▶ _THE INPUT_
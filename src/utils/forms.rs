//! 表單驗證 schema
//!
//! 每個表單同時也是送往後端的 payload（camelCase JSON）。`Validate`
//! 會收集所有失敗欄位，每個欄位只保留第一個錯誤訊息。

use crate::domain::model::{Preferences, Range};
use crate::utils::error::{ClientError, Result};
use crate::utils::validation::Validate;
use chrono::{DateTime, Utc};
use regex::Regex;
use serde::{Deserialize, Serialize};
use std::collections::BTreeMap;
use std::fmt;
use std::sync::LazyLock;

static EMAIL_RE: LazyLock<Regex> = LazyLock::new(|| {
    Regex::new(r"^[^\s@]+@[^\s@]+\.[^\s@]+$").expect("email pattern compiles")
});

const MIN_PASSWORD_LEN: usize = 8;
const MIN_NAME_LEN: usize = 2;
const MAX_BIKE_NAME_LEN: usize = 40;

#[derive(Debug, Clone, Default, PartialEq, Eq)]
pub struct ValidationErrors {
    errors: BTreeMap<String, String>,
}

impl ValidationErrors {
    pub fn new() -> Self {
        Self::default()
    }

    /// 只記錄該欄位的第一個錯誤
    pub fn add(&mut self, field: &str, message: &str) {
        self.errors
            .entry(field.to_string())
            .or_insert_with(|| message.to_string());
    }

    pub fn has(&self, field: &str) -> bool {
        self.errors.contains_key(field)
    }

    pub fn get(&self, field: &str) -> Option<&str> {
        self.errors.get(field).map(String::as_str)
    }

    pub fn is_empty(&self) -> bool {
        self.errors.is_empty()
    }

    pub fn len(&self) -> usize {
        self.errors.len()
    }

    pub fn iter(&self) -> impl Iterator<Item = (&str, &str)> {
        self.errors.iter().map(|(k, v)| (k.as_str(), v.as_str()))
    }

    pub fn into_result(self) -> Result<()> {
        if self.is_empty() {
            Ok(())
        } else {
            Err(ClientError::ValidationError(self))
        }
    }

    fn required(&mut self, field: &str, value: &str, message: &str) -> bool {
        if value.trim().is_empty() {
            self.add(field, message);
            return false;
        }
        true
    }

    fn email(&mut self, field: &str, value: &str) {
        if self.required(field, value, "Email is required") && !EMAIL_RE.is_match(value.trim()) {
            self.add(field, "Invalid email format");
        }
    }

    fn min_len(&mut self, field: &str, value: &str, min: usize, message: &str) {
        if value.chars().count() < min {
            self.add(field, message);
        }
    }

    fn password(&mut self, field: &str, value: &str, required_message: &str) {
        if self.required(field, value, required_message) {
            self.min_len(
                field,
                value,
                MIN_PASSWORD_LEN,
                "Password must be at least 8 characters",
            );
        }
    }

    fn password_confirm(&mut self, field: &str, password: &str, confirm: &str) {
        if self.required(field, confirm, "Password confirmation is required") && confirm != password
        {
            self.add(field, "Passwords must match");
        }
    }

    fn name(&mut self, field: &str, value: &str) {
        if self.required(field, value, "Name is required") {
            self.min_len(field, value, MIN_NAME_LEN, "Name must be at least 2 characters");
        }
    }

    fn positive_required(
        &mut self,
        field: &str,
        value: Option<f64>,
        required_message: &str,
        positive_message: &str,
    ) {
        match value {
            None => self.add(field, required_message),
            Some(v) if v <= 0.0 => self.add(field, positive_message),
            Some(_) => {}
        }
    }

    fn range(&mut self, prefix: &str, label: &str, range: &Range) {
        if let Some(min) = range.min {
            if min < 0.0 {
                self.add(
                    &format!("{}.min", prefix),
                    &format!("Minimum {} cannot be negative", label),
                );
            }
        }
        if let Some(max) = range.max {
            if max <= 0.0 {
                self.add(
                    &format!("{}.max", prefix),
                    &format!("Maximum {} must be positive", label),
                );
            }
        }
    }
}

impl fmt::Display for ValidationErrors {
    fn fmt(&self, f: &mut fmt::Formatter<'_>) -> fmt::Result {
        let parts: Vec<String> = self
            .errors
            .iter()
            .map(|(field, message)| format!("{}: {}", field, message))
            .collect();
        write!(f, "{}", parts.join("; "))
    }
}

/// 表單 schema：回傳所有欄位錯誤
pub trait FormSchema {
    fn errors(&self) -> ValidationErrors;
}

macro_rules! validate_with_schema {
    ($($form:ty),+ $(,)?) => {
        $(
            impl Validate for $form {
                fn validate(&self) -> Result<()> {
                    self.errors().into_result()
                }
            }
        )+
    };
}

validate_with_schema!(
    LoginForm,
    SignupForm,
    ForgotPasswordForm,
    ResetPasswordForm,
    UpdatePasswordForm,
    ProfileForm,
    BikeForm,
    BookingForm,
    Preferences,
);

#[derive(Debug, Clone, Default, Serialize, Deserialize)]
pub struct LoginForm {
    pub email: String,
    pub password: String,
}

impl FormSchema for LoginForm {
    fn errors(&self) -> ValidationErrors {
        let mut errors = ValidationErrors::new();
        errors.email("email", &self.email);
        errors.password("password", &self.password, "Password is required");
        errors
    }
}

#[derive(Debug, Clone, Default, Serialize, Deserialize)]
#[serde(rename_all = "camelCase")]
pub struct SignupForm {
    pub name: String,
    pub email: String,
    pub password: String,
    pub password_confirm: String,
}

impl FormSchema for SignupForm {
    fn errors(&self) -> ValidationErrors {
        let mut errors = ValidationErrors::new();
        errors.name("name", &self.name);
        errors.email("email", &self.email);
        errors.password("password", &self.password, "Password is required");
        errors.password_confirm("passwordConfirm", &self.password, &self.password_confirm);
        errors
    }
}

#[derive(Debug, Clone, Default, Serialize, Deserialize)]
pub struct ForgotPasswordForm {
    pub email: String,
}

impl FormSchema for ForgotPasswordForm {
    fn errors(&self) -> ValidationErrors {
        let mut errors = ValidationErrors::new();
        errors.email("email", &self.email);
        errors
    }
}

#[derive(Debug, Clone, Default, Serialize, Deserialize)]
#[serde(rename_all = "camelCase")]
pub struct ResetPasswordForm {
    pub password: String,
    pub password_confirm: String,
}

impl FormSchema for ResetPasswordForm {
    fn errors(&self) -> ValidationErrors {
        let mut errors = ValidationErrors::new();
        errors.password("password", &self.password, "Password is required");
        errors.password_confirm("passwordConfirm", &self.password, &self.password_confirm);
        errors
    }
}

#[derive(Debug, Clone, Default, Serialize, Deserialize)]
#[serde(rename_all = "camelCase")]
pub struct UpdatePasswordForm {
    pub password_current: String,
    pub password: String,
    pub password_confirm: String,
}

impl FormSchema for UpdatePasswordForm {
    fn errors(&self) -> ValidationErrors {
        let mut errors = ValidationErrors::new();
        errors.required(
            "passwordCurrent",
            &self.password_current,
            "Current password is required",
        );
        errors.password("password", &self.password, "New password is required");
        errors.password_confirm("passwordConfirm", &self.password, &self.password_confirm);
        errors
    }
}

#[derive(Debug, Clone, Default, Serialize, Deserialize)]
pub struct ProfileForm {
    pub name: String,
    pub email: String,
}

impl FormSchema for ProfileForm {
    fn errors(&self) -> ValidationErrors {
        let mut errors = ValidationErrors::new();
        errors.name("name", &self.name);
        errors.email("email", &self.email);
        errors
    }
}

/// 管理員新增/修改單車用的表單
#[derive(Debug, Clone, Default, Serialize, Deserialize)]
#[serde(rename_all = "camelCase")]
pub struct BikeForm {
    pub name: String,
    #[serde(rename = "engineCC", skip_serializing_if = "Option::is_none")]
    pub engine_cc: Option<f64>,
    #[serde(skip_serializing_if = "Option::is_none")]
    pub weight: Option<f64>,
    #[serde(skip_serializing_if = "Option::is_none")]
    pub price: Option<f64>,
    #[serde(skip_serializing_if = "Option::is_none")]
    pub price_discount: Option<f64>,
    pub summary: String,
    pub description: String,
    #[serde(skip_serializing_if = "Option::is_none")]
    pub ratings_average: Option<f64>,
}

impl FormSchema for BikeForm {
    fn errors(&self) -> ValidationErrors {
        let mut errors = ValidationErrors::new();
        if errors.required("name", &self.name, "Bike name is required")
            && self.name.chars().count() > MAX_BIKE_NAME_LEN
        {
            errors.add("name", "Name must be at most 40 characters");
        }
        errors.positive_required(
            "engineCC",
            self.engine_cc,
            "Engine CC is required",
            "Engine CC must be positive",
        );
        errors.positive_required(
            "weight",
            self.weight,
            "Weight is required",
            "Weight must be positive",
        );
        errors.positive_required(
            "price",
            self.price,
            "Price is required",
            "Price must be positive",
        );
        if let Some(discount) = self.price_discount {
            if discount < 0.0 {
                errors.add("priceDiscount", "Discount cannot be negative");
            } else if discount > 0.0 && self.price.map_or(true, |price| discount >= price) {
                errors.add("priceDiscount", "Discount must be less than price");
            }
        }
        errors.required("summary", &self.summary, "Summary is required");
        errors.required("description", &self.description, "Description is required");
        if let Some(rating) = self.ratings_average {
            if rating < 1.0 {
                errors.add("ratingsAverage", "Rating must be at least 1");
            } else if rating > 5.0 {
                errors.add("ratingsAverage", "Rating must be at most 5");
            }
        }
        errors
    }
}

#[derive(Debug, Clone, Default, Serialize, Deserialize)]
#[serde(rename_all = "camelCase")]
pub struct BookingForm {
    pub bike: String,
    pub pickup_location: String,
    pub drop_location: String,
    pub start_date: Option<DateTime<Utc>>,
    pub end_date: Option<DateTime<Utc>>,
}

impl BookingForm {
    /// 以指定時間作為「現在」驗證，開始日期不可早於 `now`
    pub fn errors_at(&self, now: DateTime<Utc>) -> ValidationErrors {
        let mut errors = ValidationErrors::new();
        errors.required("bike", &self.bike, "Please select a bike");
        errors.required(
            "pickupLocation",
            &self.pickup_location,
            "Pickup location is required",
        );
        errors.required(
            "dropLocation",
            &self.drop_location,
            "Drop location is required",
        );
        match self.start_date {
            None => errors.add("startDate", "Start date is required"),
            Some(start) if start < now => errors.add("startDate", "Start date cannot be in the past"),
            Some(_) => {}
        }
        match (self.start_date, self.end_date) {
            (_, None) => errors.add("endDate", "End date is required"),
            (Some(start), Some(end)) if end < start => {
                errors.add("endDate", "End date must be after start date")
            }
            _ => {}
        }
        errors
    }
}

impl FormSchema for BookingForm {
    fn errors(&self) -> ValidationErrors {
        self.errors_at(Utc::now())
    }
}

impl FormSchema for Preferences {
    fn errors(&self) -> ValidationErrors {
        let mut errors = ValidationErrors::new();
        errors.range("price", "price", &self.price);
        errors.range("engineCC", "engine CC", &self.engine_cc);
        errors.range("weight", "weight", &self.weight);
        errors
    }
}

▶ _WORK REQUEST_
Which lines belong in the answer? Exactly those from the first line of the entries through the line holding "use crate::utils::validation::Validate;", inclusive, copied unchanged.

▶ _EXPECTED ANSWER_
filename src/utils/forms.rs
//! 表單驗證 schema
//!
//! 每個表單同時也是送往後端的 payload（camelCase JSON）。`Validate`
//! 會收集所有失敗欄位，每個欄位只保留第一個錯誤訊息。

use crate::domain::model::{Preferences, Range};
use crate::utils::error::{ClientError, Result};
use crate::utils::validation::Validate;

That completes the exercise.